Выпив напиток, предложенный алхимиком, герой обретает новые свойства. Он, одержимый идеей проникнуть по ту сторону амальгамы, в буквальном смысле «ныряет» в зеркало. В фильме его переход из реальности в воображаемое предстает как падение, подобно падению кэрролловской Алисы в заячью нору. Попав в иное пространство, сочинитель оказывается в комнате с зеркальными стенами, словно внутри калейдоскопа, порождающего видимости.
Мир Зазеркалья неоднороден. Это пространство бесконечных преломленных отражений, пересекающихся сред. Оно подобно пространству сна, образующему причудливые образы на основе свободных совмещений. Каждая из зеркальных стен – магический портал, дверь, открывающая один из возможных путей в лабиринте фантасмагорических видений и событий.
Падение в Зазеркалье для героя оборачивается не только утратой пространственно-временных ориентиров, но и памяти. Беспамятство предстает как потеря собственного «я». Видя свое отражение в зеркале, герой не узнает себя, словно он не знает того, кто отражен. Всматриваясь в свои отражения, пытаясь ощутить тактильно образ в зеркале, он словно желает увидеть нечто утраченное, обрести нечто осязаемое, материальное. Но отражение – это фантом, видимость и как только он дотрагивается до зеркальной поверхности, его рука, словно не чувствуя преграды, проникает в глубь зеркала и разрушает идеальную цельность отражения. За образом в зеркале ничего нет, это иллюзия видимости, то, что рисует нам наше воображение.
Введенное в предметный мир фильма зеркало наделено дополнительными семантическими значениями. Зеркало – это еще и символ человека искусства, где искусство воспринимается как амальгама, отражающая не реальность, а мир, созданный фантазией и творческой энергией художника, т. е. его субъективный мир. Но этот мир оказывается симмуляционным, выдающим сочиненное за объективное, отсутствующее за явленное. В этом пространстве стерты грани между реальным и воображаемым. Зеркало подменяет реальность её копией, оно становится маркером театрального пространства, в котором роли исполняют отражения, демонстрируя тот или иной вид на основе воображаемого. Зеркало превращает отражаемую в нем реальность в зрелище, в театральную иллюзию на основе перевоплощения «кажимостей». Через образ зеркала режиссер обращается к теме театральности и искусственного, получившей воплощение в текстах Гофмана.

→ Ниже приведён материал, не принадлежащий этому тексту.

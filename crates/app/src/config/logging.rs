//! Logging Config

use clap::Args;

/// Log output format.
#[derive(Clone, Copy, Debug, clap::ValueEnum)]
pub enum LogFormat {
    /// Compact, human-readable logs.
    Compact,

    /// Structured JSON logs.
    Json,
}

/// Logging settings.
#[derive(Debug, Clone, Args)]
pub struct LoggingConfig {
    /// Log level (trace, debug, info, warn, error)
    #[arg(short, long, env = "RUST_LOG", default_value = "info", global = true)]
    pub log_level: String,

    /// Log format (compact, json)
    #[arg(
        long,
        env = "LOG_FORMAT",
        value_enum,
        default_value_t = LogFormat::Compact,
        global = true
    )]
    pub log_format: LogFormat,
}
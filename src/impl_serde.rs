#![cfg_attr(docsrs, doc(cfg(feature = "serde")))]

//! Provides [`serde::Serialize`] for [`Tree`] and its views.
//!
//! Tables serialize as maps in entry order, arrays as sequences, and
//! date-times as their TOML text. Shapes and spans are not serialized.

use crate::{ArrayRef, Datetime, Item, TableRef, Tree, ValueKind};
use serde::ser::{SerializeMap, SerializeSeq};

impl serde::Serialize for Item<'_> {
    fn serialize<S>(&self, ser: S) -> Result<S::Ok, S::Error>
    where
        S: serde::Serializer,
    {
        match self.kind() {
            ValueKind::String => ser.serialize_str(self.as_str().unwrap_or_default()),
            ValueKind::Integer => ser.serialize_i64(self.as_i64().unwrap_or_default()),
            ValueKind::Float => ser.serialize_f64(self.as_float().unwrap_or_default()),
            ValueKind::Boolean => ser.serialize_bool(self.as_bool().unwrap_or_default()),
            ValueKind::Datetime => match self.as_datetime() {
                Some(datetime) => datetime.serialize(ser),
                None => ser.serialize_unit(),
            },
            ValueKind::Table => match self.as_table() {
                Some(table) => table.serialize(ser),
                None => ser.serialize_unit(),
            },
            ValueKind::Array => match self.as_array() {
                Some(array) => array.serialize(ser),
                None => ser.serialize_unit(),
            },
        }
    }
}

impl serde::Serialize for TableRef<'_> {
    fn serialize<S>(&self, ser: S) -> Result<S::Ok, S::Error>
    where
        S: serde::Serializer,
    {
        let mut map = ser.serialize_map(Some(self.len()))?;
        for (k, v) in self.iter() {
            map.serialize_entry(k.name.as_str(), &v)?;
        }
        map.end()
    }
}

impl serde::Serialize for ArrayRef<'_> {
    fn serialize<S>(&self, ser: S) -> Result<S::Ok, S::Error>
    where
        S: serde::Serializer,
    {
        let mut seq = ser.serialize_seq(Some(self.len()))?;
        for ele in self.iter() {
            seq.serialize_element(&ele)?;
        }
        seq.end()
    }
}

impl serde::Serialize for Tree {
    fn serialize<S>(&self, ser: S) -> Result<S::Ok, S::Error>
    where
        S: serde::Serializer,
    {
        self.root().serialize(ser)
    }
}

impl serde::Serialize for Datetime {
    fn serialize<S>(&self, ser: S) -> Result<S::Ok, S::Error>
    where
        S: serde::Serializer,
    {
        ser.collect_str(self)
    }
}
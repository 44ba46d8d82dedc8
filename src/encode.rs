//! Writes a [`Tree`] back out as TOML text.
//!
//! Every choice between header and inline syntax is read from the shapes
//! recorded in the tree, so a decoded document keeps its layout.

use crate::config::EncodeStyle;
use crate::cursor::is_keylike_byte;
use crate::number::{Base, Integer};
use crate::tree::{ArrayKind, Key, NodeId, Shape, TableKind, Tree, Value};

#[cfg(test)]
#[path = "./encode_tests.rs"]
mod tests;

pub(crate) fn encode(tree: &Tree, style: EncodeStyle) -> String {
    let mut encoder = Encoder {
        tree,
        style,
        out: String::new(),
        path: Vec::new(),
    };
    let root = tree.root_id();
    let lines = encoder.lines(root);
    encoder.write_lines(&lines);
    encoder.sections(tree.entries(root));
    encoder.out
}

/// One `key = value` line, already rendered.
struct Line {
    key: String,
    value: String,
}

struct Encoder<'t> {
    tree: &'t Tree,
    style: EncodeStyle,
    out: String,
    /// Key path of the section being written.
    path: Vec<&'t str>,
}

impl<'t> Encoder<'t> {
    /// Returns `true` for nodes written under their own header.
    fn is_section(&self, id: NodeId) -> bool {
        match self.tree.shape(id) {
            Shape::Table(TableKind::Explicit | TableKind::TableImplicit) => true,
            Shape::Array(ArrayKind::ArrayOfTables) => {
                let elements = self.tree.elements(id);
                !elements.is_empty() && elements.iter().all(|e| self.tree.table(*e).is_some())
            }
            _ => false,
        }
    }

    // -- key/value lines ----------------------------------------------------

    fn lines(&self, table: NodeId) -> Vec<Line> {
        let mut lines = Vec::new();
        let mut prefix = String::new();
        self.collect_lines(table, &mut prefix, false, &mut lines);
        lines
    }

    /// Renders the entries of `table` that are not sections. Dotted-key
    /// tables are flattened into `prefix`.
    fn collect_lines(&self, table: NodeId, prefix: &mut String, inline: bool, out: &mut Vec<Line>) {
        for (key, child) in self.tree.entries(table) {
            let child = *child;
            if !inline && self.is_section(child) {
                continue;
            }
            let mark = prefix.len();
            if mark > 0 {
                prefix.push('.');
            }
            write_key(prefix, &key.name);
            let dotted = self.tree.shape(child) == Shape::Table(TableKind::KeyValueImplicit)
                && !self.tree.entries(child).is_empty();
            if dotted {
                self.collect_lines(child, prefix, inline, out);
            } else {
                let mut value = String::new();
                self.value(child, &mut value, inline, 0);
                out.push(Line {
                    key: prefix.clone(),
                    value,
                });
            }
            prefix.truncate(mark);
        }
    }

    fn write_lines(&mut self, lines: &[Line]) {
        let width = if self.style.align_equals {
            lines.iter().map(|l| l.key.chars().count()).max().unwrap_or(0)
        } else {
            0
        };
        for line in lines {
            self.out.push_str(&line.key);
            for _ in line.key.chars().count()..width {
                self.out.push(' ');
            }
            self.out.push_str(" = ");
            self.out.push_str(&line.value);
            self.out.push('\n');
        }
    }

    // -- sections -----------------------------------------------------------

    fn sections(&mut self, entries: &'t [(Key, NodeId)]) {
        let tree = self.tree;
        for (key, child) in entries {
            let child = *child;
            match tree.shape(child) {
                Shape::Table(TableKind::KeyValueImplicit) => {
                    self.path.push(&key.name);
                    self.sections(tree.entries(child));
                    self.path.pop();
                }
                Shape::Table(TableKind::Explicit | TableKind::TableImplicit) => {
                    self.path.push(&key.name);
                    self.table_section(child);
                    self.path.pop();
                }
                Shape::Array(ArrayKind::ArrayOfTables) if self.is_section(child) => {
                    self.path.push(&key.name);
                    for &element in tree.elements(child) {
                        self.header(true);
                        let lines = self.lines(element);
                        self.write_lines(&lines);
                        self.sections(tree.entries(element));
                    }
                    self.path.pop();
                }
                _ => {}
            }
        }
    }

    fn table_section(&mut self, table: NodeId) {
        let tree = self.tree;
        let entries = tree.entries(table);
        let lines = self.lines(table);
        let needs_header = tree.shape(table) == Shape::Table(TableKind::Explicit)
            || !lines.is_empty()
            || entries.is_empty();
        if !needs_header {
            self.sections(entries);
            return;
        }
        // sub-tables declared before the first line of this table go first
        let split = if lines.is_empty() {
            0
        } else {
            entries
                .iter()
                .position(|(_, child)| !self.is_section(*child))
                .unwrap_or(0)
        };
        self.sections(&entries[..split]);
        self.header(false);
        self.write_lines(&lines);
        self.sections(&entries[split..]);
    }

    fn header(&mut self, array: bool) {
        if self.style.blank_line_before_tables && !self.out.is_empty() {
            self.out.push('\n');
        }
        self.out.push_str(if array { "[[" } else { "[" });
        for (i, name) in self.path.iter().enumerate() {
            if i > 0 {
                self.out.push('.');
            }
            write_key(&mut self.out, name);
        }
        self.out.push_str(if array { "]]\n" } else { "]\n" });
    }

    // -- values -------------------------------------------------------------

    fn value(&self, id: NodeId, out: &mut String, inline: bool, depth: usize) {
        match self.tree.value(id) {
            Value::String(s) => write_string(out, s),
            Value::Integer(i) => write_integer(out, *i, self.style.uppercase_hex),
            Value::Float(f) => write_float(out, *f),
            Value::Boolean(b) => out.push_str(if *b { "true" } else { "false" }),
            Value::Datetime(d) => out.push_str(&d.to_string()),
            Value::Table(_) => {
                let mut lines = Vec::new();
                self.collect_lines(id, &mut String::new(), true, &mut lines);
                if lines.is_empty() {
                    out.push_str("{}");
                    return;
                }
                out.push_str("{ ");
                for (i, line) in lines.iter().enumerate() {
                    if i > 0 {
                        out.push_str(", ");
                    }
                    out.push_str(&line.key);
                    out.push_str(" = ");
                    out.push_str(&line.value);
                }
                out.push_str(" }");
            }
            Value::Array(items) => {
                if items.is_empty() {
                    out.push_str("[]");
                } else if self.style.break_arrays && !inline {
                    out.push_str("[\n");
                    for item in items {
                        push_tabs(out, depth + 1);
                        self.value(*item, out, inline, depth + 1);
                        out.push_str(",\n");
                    }
                    push_tabs(out, depth);
                    out.push(']');
                } else {
                    out.push('[');
                    for (i, item) in items.iter().enumerate() {
                        if i > 0 {
                            out.push_str(", ");
                        }
                        self.value(*item, out, inline, depth);
                    }
                    out.push(']');
                }
            }
        }
    }
}

fn push_tabs(out: &mut String, depth: usize) {
    for _ in 0..depth {
        out.push('\t');
    }
}

/// Writes `name` bare when it only holds key characters, quoted otherwise.
pub(crate) fn write_key(out: &mut String, name: &str) {
    if !name.is_empty() && name.bytes().all(is_keylike_byte) {
        out.push_str(name);
    } else {
        write_basic(out, name);
    }
}

fn is_control(c: char) -> bool {
    c != '\t' && (c < ' ' || c == '\u{7f}')
}

fn write_string(out: &mut String, s: &str) {
    if !s.contains('\'') && !s.chars().any(is_control) {
        out.push('\'');
        out.push_str(s);
        out.push('\'');
    } else if s.contains('\n')
        && !s.contains("'''")
        && !s.ends_with('\'')
        && !s.chars().any(|c| c != '\n' && is_control(c))
    {
        // the newline right after the opening quotes is dropped when read
        out.push_str("'''\n");
        out.push_str(s);
        out.push_str("'''");
    } else {
        write_basic(out, s);
    }
}

fn write_basic(out: &mut String, s: &str) {
    out.push('"');
    for c in s.chars() {
        match c {
            '"' => out.push_str("\\\""),
            '\\' => out.push_str("\\\\"),
            '\u{8}' => out.push_str("\\b"),
            '\t' => out.push_str("\\t"),
            '\n' => out.push_str("\\n"),
            '\u{c}' => out.push_str("\\f"),
            '\r' => out.push_str("\\r"),
            c if is_control(c) => out.push_str(&format!("\\u{:04X}", c as u32)),
            c => out.push(c),
        }
    }
    out.push('"');
}

fn write_integer(out: &mut String, integer: Integer, uppercase_hex: bool) {
    let Integer { value, base } = integer;
    if value < 0 || base == Base::Decimal {
        out.push_str(&value.to_string());
        return;
    }
    out.push_str(base.prefix());
    let digits = match base {
        Base::Hex if uppercase_hex => format!("{value:X}"),
        Base::Hex => format!("{value:x}"),
        Base::Octal => format!("{value:o}"),
        Base::Binary => format!("{value:b}"),
        Base::Decimal => value.to_string(),
    };
    out.push_str(&digits);
}

fn write_float(out: &mut String, value: f64) {
    if value.is_nan() {
        out.push_str("nan");
    } else if value.is_infinite() {
        out.push_str(if value > 0.0 { "+inf" } else { "-inf" });
    } else {
        let mut buffer = zmij::Buffer::new();
        let text = buffer.format(value);
        out.push_str(text);
        if !text.bytes().any(|b| matches!(b, b'.' | b'e' | b'E')) {
            out.push_str(".0");
        }
    }
}
//! Micro-parsers for the four string forms.
//!
//! Each function returns `Ok(None)` without consuming anything when the
//! opening delimiter does not match. Once the delimiter matched, any
//! failure is fatal.

use crate::Version;
use crate::cursor::Cursor;
use crate::error::{Error, ErrorKind};

#[cfg(test)]
#[path = "./string_tests.rs"]
mod tests;

#[inline]
fn is_forbidden_control(c: char) -> bool {
    (c < '\u{20}' && c != '\t') || c == '\u{7f}'
}

/// `"..."`
pub(crate) fn try_basic(cur: &mut Cursor<'_>, version: Version) -> Result<Option<String>, Error> {
    if !cur.starts_with("\"") || cur.starts_with("\"\"\"") {
        return Ok(None);
    }
    let start = cur.pos();
    cur.advance(1);
    let mut out = String::new();
    loop {
        let at = cur.pos();
        let Some(ch) = cur.bump() else {
            return Err(cur.error(start, None, ErrorKind::UnterminatedString));
        };
        match ch {
            '"' => return Ok(Some(out)),
            '\\' => read_escape(cur, &mut out, start, version, false)?,
            c if is_forbidden_control(c) => {
                return Err(cur.error(at, None, ErrorKind::InvalidCharInString(c)));
            }
            c => out.push(c),
        }
    }
}

/// `'...'`
pub(crate) fn try_literal(cur: &mut Cursor<'_>) -> Result<Option<String>, Error> {
    if !cur.starts_with("'") || cur.starts_with("'''") {
        return Ok(None);
    }
    let start = cur.pos();
    cur.advance(1);
    let content = cur.pos();
    loop {
        let at = cur.pos();
        let Some(ch) = cur.bump() else {
            return Err(cur.error(start, None, ErrorKind::UnterminatedString));
        };
        match ch {
            '\'' => return Ok(Some(cur.slice(content, at).to_owned())),
            c if is_forbidden_control(c) => {
                return Err(cur.error(at, None, ErrorKind::InvalidCharInString(c)));
            }
            _ => {}
        }
    }
}

/// `"""..."""`
pub(crate) fn try_multiline_basic(
    cur: &mut Cursor<'_>,
    version: Version,
) -> Result<Option<String>, Error> {
    multiline(cur, b'"', Some(version))
}

/// `'''...'''`
pub(crate) fn try_multiline_literal(cur: &mut Cursor<'_>) -> Result<Option<String>, Error> {
    multiline(cur, b'\'', None)
}

/// Shared loop of the two multi-line forms. `escapes` is `None` for the
/// literal form.
fn multiline(
    cur: &mut Cursor<'_>,
    delim: u8,
    escapes: Option<Version>,
) -> Result<Option<String>, Error> {
    let opener = if delim == b'"' { "\"\"\"" } else { "'''" };
    if !cur.starts_with(opener) {
        return Ok(None);
    }
    let start = cur.pos();
    cur.advance(3);
    // a newline right after the opener is trimmed
    cur.eat_newline();

    let mut out = String::new();
    loop {
        let at = cur.pos();
        match cur.peek() {
            None => return Err(cur.error(start, None, ErrorKind::UnterminatedString)),
            Some(b) if b == delim => {
                let mut run = 0;
                while cur.peek_at(run) == Some(delim) {
                    run += 1;
                }
                if run < 3 {
                    for _ in 0..run {
                        out.push(delim as char);
                    }
                    cur.advance(run);
                    continue;
                }
                // up to two extra marks belong to the content
                let extra = (run - 3).min(2);
                for _ in 0..extra {
                    out.push(delim as char);
                }
                cur.advance(3 + extra);
                return Ok(Some(out));
            }
            Some(b'\\') if escapes.is_some() => {
                cur.advance(1);
                let version = escapes.unwrap_or_default();
                read_escape(cur, &mut out, start, version, true)?;
            }
            Some(b'\n') => {
                out.push('\n');
                cur.advance(1);
            }
            Some(b'\r') => {
                if cur.newline_len() != Some(2) {
                    return Err(cur.error(at, None, ErrorKind::InvalidCharInString('\r')));
                }
                out.push_str("\r\n");
                cur.advance(2);
            }
            Some(_) => {
                let Some(ch) = cur.bump() else {
                    return Err(cur.error(start, None, ErrorKind::UnterminatedString));
                };
                if is_forbidden_control(ch) {
                    return Err(cur.error(at, None, ErrorKind::InvalidCharInString(ch)));
                }
                out.push(ch);
            }
        }
    }
}

/// Decodes one escape sequence. The cursor sits just past the backslash.
fn read_escape(
    cur: &mut Cursor<'_>,
    out: &mut String,
    string_start: usize,
    version: Version,
    multiline: bool,
) -> Result<(), Error> {
    let escape_start = cur.pos() - 1;
    let Some(ch) = cur.bump() else {
        return Err(cur.error(string_start, None, ErrorKind::UnterminatedString));
    };
    match ch {
        '"' => out.push('"'),
        '\\' => out.push('\\'),
        'b' => out.push('\u{8}'),
        'f' => out.push('\u{c}'),
        'n' => out.push('\n'),
        'r' => out.push('\r'),
        't' => out.push('\t'),
        'e' if version.is_v1_1() => out.push('\u{1b}'),
        'x' if version.is_v1_1() => out.push(read_hex(cur, 2, string_start, escape_start)?),
        'u' => out.push(read_hex(cur, 4, string_start, escape_start)?),
        'U' => out.push(read_hex(cur, 8, string_start, escape_start)?),
        ' ' | '\t' | '\n' | '\r' if multiline => {
            // line-ending backslash: only whitespace may sit between the
            // backslash and the newline
            match ch {
                '\n' => {}
                '\r' => {
                    if !cur.eat(b'\n') {
                        return Err(cur.error(escape_start, None, ErrorKind::InvalidEscape(ch)));
                    }
                }
                _ => {
                    cur.eat_spaces();
                    if !cur.eat_newline() {
                        return Err(cur.error(escape_start, None, ErrorKind::InvalidEscape(ch)));
                    }
                }
            }
            loop {
                cur.eat_spaces();
                if !cur.eat_newline() {
                    break;
                }
            }
        }
        c => {
            return Err(cur.error(
                escape_start,
                Some(cur.pos()),
                ErrorKind::InvalidEscape(c),
            ));
        }
    }
    Ok(())
}

fn read_hex(
    cur: &mut Cursor<'_>,
    digits: usize,
    string_start: usize,
    escape_start: usize,
) -> Result<char, Error> {
    let mut value: u32 = 0;
    for _ in 0..digits {
        let at = cur.pos();
        match cur.peek_char() {
            None => return Err(cur.error(string_start, None, ErrorKind::UnterminatedString)),
            Some(c) => match c.to_digit(16) {
                Some(d) => {
                    value = value * 16 + d;
                    cur.advance(1);
                }
                None => {
                    return Err(cur.error(
                        at,
                        Some(at + c.len_utf8()),
                        ErrorKind::InvalidHexEscape(c),
                    ));
                }
            },
        }
    }
    match char::from_u32(value) {
        Some(ch) => Ok(ch),
        None => Err(cur.error(
            escape_start,
            Some(cur.pos()),
            ErrorKind::InvalidEscapeValue(value),
        )),
    }
}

В структуре фильма зеркало как символический предмет актуализирует комплекс проблем, связанных с соотнесением собственного «я» с зеркальным отражением, истинного и ложного, материального и видимого. Зеркало становится инструментом познания писателем самого себя. Это познание начинается с постижения видимостей, отражаемых зеркалом, и идет к познанию собственной души. Зеркало проецирует внутренний мир человека сквозь внешнее отражение, проявляет многоликость «я», его различные видимости. Воспринимая эту расщепленность и вариативность смотрящий начинает мучиться сомнениями, пытаясь определить истинное. В нем зарождается неуверенность, ведущая к потере ориентации. Всматриваясь в зеркало, человек начинает меняться, примеряя на себя тот или иной образ и испытывая давление со стороны отражения.
В связи с образом двоемирия и зеркального отражения получает развитие мотив двойника и тема двойничества. Она становится одной из центральных в фильме.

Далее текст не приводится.